Quando Gianmaria la va a prendere, Maddalena si è già fatta un’iniezione di Plasil e sta un po’ meglio. Il mattino dopo dorme fino a tardi e poi va in studio per fare le prescrizioni ai pazienti. Torna tardi a casa per pranzo e dopo aver mangiato qualcosa si mette a letto.
Gianmaria le suggerisce di non andare in ambulatorio di pomeriggio, ma lei dice che non può abbandonare i pazienti: altri due medici sono in malattia. Intorno alle 21, però, lo chiama perché è peggiorata.
Arriva la sua ex dottoressa e le fa un’endovena di Plasil e una flebo per idratarla.
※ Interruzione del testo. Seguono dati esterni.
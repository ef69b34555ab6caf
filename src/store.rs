// ============================================================================
// État local des listes
// ============================================================================
// Conserve la dernière liste reçue de l'API pour chaque ressource, et
// applique les corrections locales après une mutation confirmée.
//
// CONCEPT : Compteur de génération
// - Chaque fetch reçoit un numéro (Generation) croissant
// - Seule la réponse du DERNIER fetch émis est appliquée
// - Une réponse lente d'un fetch plus ancien est ignorée
//   (sinon elle écraserait un résultat plus récent)
// ============================================================================

use tracing::{debug, warn};

use crate::models::{
    DashboardStats, KycDocument, KycStatus, Notification, Payment, PaymentStatus, Plan, Record,
    Setting, Task, Transaction, User, UserStatus, Withdrawal, WithdrawalStatus,
};
use crate::mutation::{Action, Updated};

/// Ressources exposées par l'API d'administration
#[derive(Debug, Clone, Copy, PartialEq, Eq, Hash)]
pub enum Resource {
    Stats,
    Users,
    Transactions,
    Withdrawals,
    Kyc,
    Payments,
    Plans,
    Tasks,
    Notifications,
    Settings,
}

impl Resource {
    /// Ressources listables, dans l'ordre des onglets
    pub const LISTS: [Resource; 9] = [
        Resource::Users,
        Resource::Transactions,
        Resource::Withdrawals,
        Resource::Kyc,
        Resource::Payments,
        Resource::Plans,
        Resource::Tasks,
        Resource::Notifications,
        Resource::Settings,
    ];

    pub fn label(&self) -> &'static str {
        match self {
            Resource::Stats => "Dashboard",
            Resource::Users => "Users",
            Resource::Transactions => "Transactions",
            Resource::Withdrawals => "Withdrawals",
            Resource::Kyc => "KYC",
            Resource::Payments => "Payments",
            Resource::Plans => "Plans",
            Resource::Tasks => "Tasks",
            Resource::Notifications => "Notifications",
            Resource::Settings => "Settings",
        }
    }

    /// Chemin de l'endpoint de liste, relatif à l'URL de base
    pub fn path(&self) -> &'static str {
        match self {
            Resource::Stats => "admin/dashboard/stats",
            Resource::Users => "admin/users",
            Resource::Transactions => "admin/transactions",
            Resource::Withdrawals => "admin/withdrawals",
            Resource::Kyc => "admin/kyc",
            Resource::Payments => "admin/payments",
            Resource::Plans => "admin/plans",
            Resource::Tasks => "admin/tasks",
            Resource::Notifications => "admin/notifications",
            Resource::Settings => "admin/settings",
        }
    }
}

/// Numéro d'un fetch émis
#[derive(Debug, Clone, Copy, PartialEq, Eq, PartialOrd, Ord, Hash)]
pub struct Generation(u64);

/// Valeur rafraîchie depuis l'API, protégée par un compteur de génération
#[derive(Debug, Clone, Default)]
pub struct Tracked<V> {
    value: V,
    issued: u64,
    loading: bool,
    error: Option<String>,
}

impl<V> Tracked<V> {
    pub fn value(&self) -> &V {
        &self.value
    }

    pub fn is_loading(&self) -> bool {
        self.loading
    }

    pub fn last_error(&self) -> Option<&str> {
        self.error.as_deref()
    }

    /// Émet une nouvelle génération : les réponses précédentes deviennent obsolètes
    pub fn begin_fetch(&mut self) -> Generation {
        self.issued += 1;
        self.loading = true;
        Generation(self.issued)
    }

    /// Applique la réponse d'un fetch si elle correspond au dernier émis
    ///
    /// En cas d'erreur la valeur précédente est conservée (liste vide ou
    /// stats à zéro au premier chargement).
    ///
    /// Retourne false si la réponse était obsolète et a été ignorée.
    pub fn finish_fetch(&mut self, generation: Generation, result: Result<V, String>) -> bool {
        if generation.0 != self.issued {
            debug!(
                generation = generation.0,
                latest = self.issued,
                "Discarding stale response"
            );
            return false;
        }

        self.loading = false;
        match result {
            Ok(value) => {
                self.value = value;
                self.error = None;
            }
            Err(message) => {
                warn!(error = %message, "Fetch failed, keeping previous value");
                self.error = Some(message);
            }
        }
        true
    }
}

impl<T: Record> Tracked<Vec<T>> {
    pub fn items(&self) -> &[T] {
        &self.value
    }

    pub fn get(&self, id: i64) -> Option<&T> {
        self.value.iter().find(|item| item.id() == id)
    }

    /// Modifie l'item `id` en place ; false si absent
    pub fn update<F>(&mut self, id: i64, f: F) -> bool
    where
        F: FnOnce(&mut T),
    {
        match self.value.iter_mut().find(|item| item.id() == id) {
            Some(item) => {
                f(item);
                true
            }
            None => false,
        }
    }

    /// Remplace l'item de même id, ou l'ajoute en fin de liste
    pub fn upsert(&mut self, item: T) {
        match self.value.iter().position(|existing| existing.id() == item.id()) {
            Some(index) => self.value[index] = item,
            None => self.value.push(item),
        }
    }

    /// Retire l'item `id` ; false si absent
    pub fn remove(&mut self, id: i64) -> bool {
        let before = self.value.len();
        self.value.retain(|item| item.id() != id);
        self.value.len() != before
    }
}

/// Réponse d'un fetch, typée par ressource
#[derive(Debug, Clone)]
pub enum Loaded {
    Stats(DashboardStats),
    Users(Vec<User>),
    Transactions(Vec<Transaction>),
    Withdrawals(Vec<Withdrawal>),
    Kyc(Vec<KycDocument>),
    Payments(Vec<Payment>),
    Plans(Vec<Plan>),
    Tasks(Vec<Task>),
    Notifications(Vec<Notification>),
    Settings(Vec<Setting>),
}
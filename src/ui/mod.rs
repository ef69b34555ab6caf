// ============================================================================
// Module : ui
// ============================================================================
// Gère toute l'interface utilisateur (Terminal User Interface)
// ============================================================================

pub mod events;    // Gestion des événements clavier
pub mod layout;    // Cadre commun : onglets, bandeau, footer
pub mod dashboard; // Cartes de statistiques et graphique des dépôts
pub mod table;     // Tableaux des listes d'administration

// Re-exports pour simplifier les imports
pub use events::{Event, EventHandler};
pub use layout::render;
Peggiora.
La portano al Pronto soccorso di Nuoro, dove avrà il primo arresto cardiaco. Mercoledì mattina con l’elisoccorso la trasferiscono al Brotzu di Cagliari, dove c’è un macchinario al quale possono collegare cuore e polmoni, ma già di sera i medici dicono a Gianmaria che non si può fare più nulla, anche il cervello è compromesso.
Giovedì mattina arrivano i genitori e insieme decidono di staccare la spina: gli organi, purtroppo, non si possono donare. Maddalena viene dichiarata morta alle 16.30.
[…]
Sua figlia era felice del mestiere che faceva?
«Non voleva fare altro da quando era una bambina […]».
Ha sempre sognato di fare proprio il medico di famiglia?
«No, quello no. Prima era attratta dall’oculistica, poi invece per la specializzazione ha capito che c’era un’emergenza con i medici di base. Ci ha detto che serviva più lì il suo aiuto. E così sarebbe anche riuscita a tornare a casa, perché in provincia di Nuoro c’è una carenza molto forte».
Gianmaria mi ha detto che i dorgalesi l’avevano scelta subito: seguiva 1.800 pazienti.
«Sì, ma si occupava anche di quelli che non avevano medico oppure dei bambini, perché aveva lavorato anche da un pediatra. […]».
Il presidente della Federazione degli Ordini dei medici Fnomceo, Filippo Anelli, l’ha definita «un’altra inaccettabile morte sul lavoro». L’associazione Mmg Sardegna ha parlato di «lutto nazionale» e ha deprecato le condizioni di lavoro inaccettabili. Intendete fare causa?
«Ma no. È stato tutto talmente veloce che nemmeno i bravissimi medici del Brotzu, pieni di umanità, hanno capito cosa l’abbia uccisa. Ovviamente il sovraccarico di lavoro era troppo anche per lei, che lo faceva sempre volentieri.
Tornava a casa a mezzanotte, all’una, alle due, l’aspettavamo tutti svegli. Forse questo peso lei non lo sentiva perché lo faceva con piacere, ma il sovraccarico di ore e ore di lavoro corrode anche una persona forte».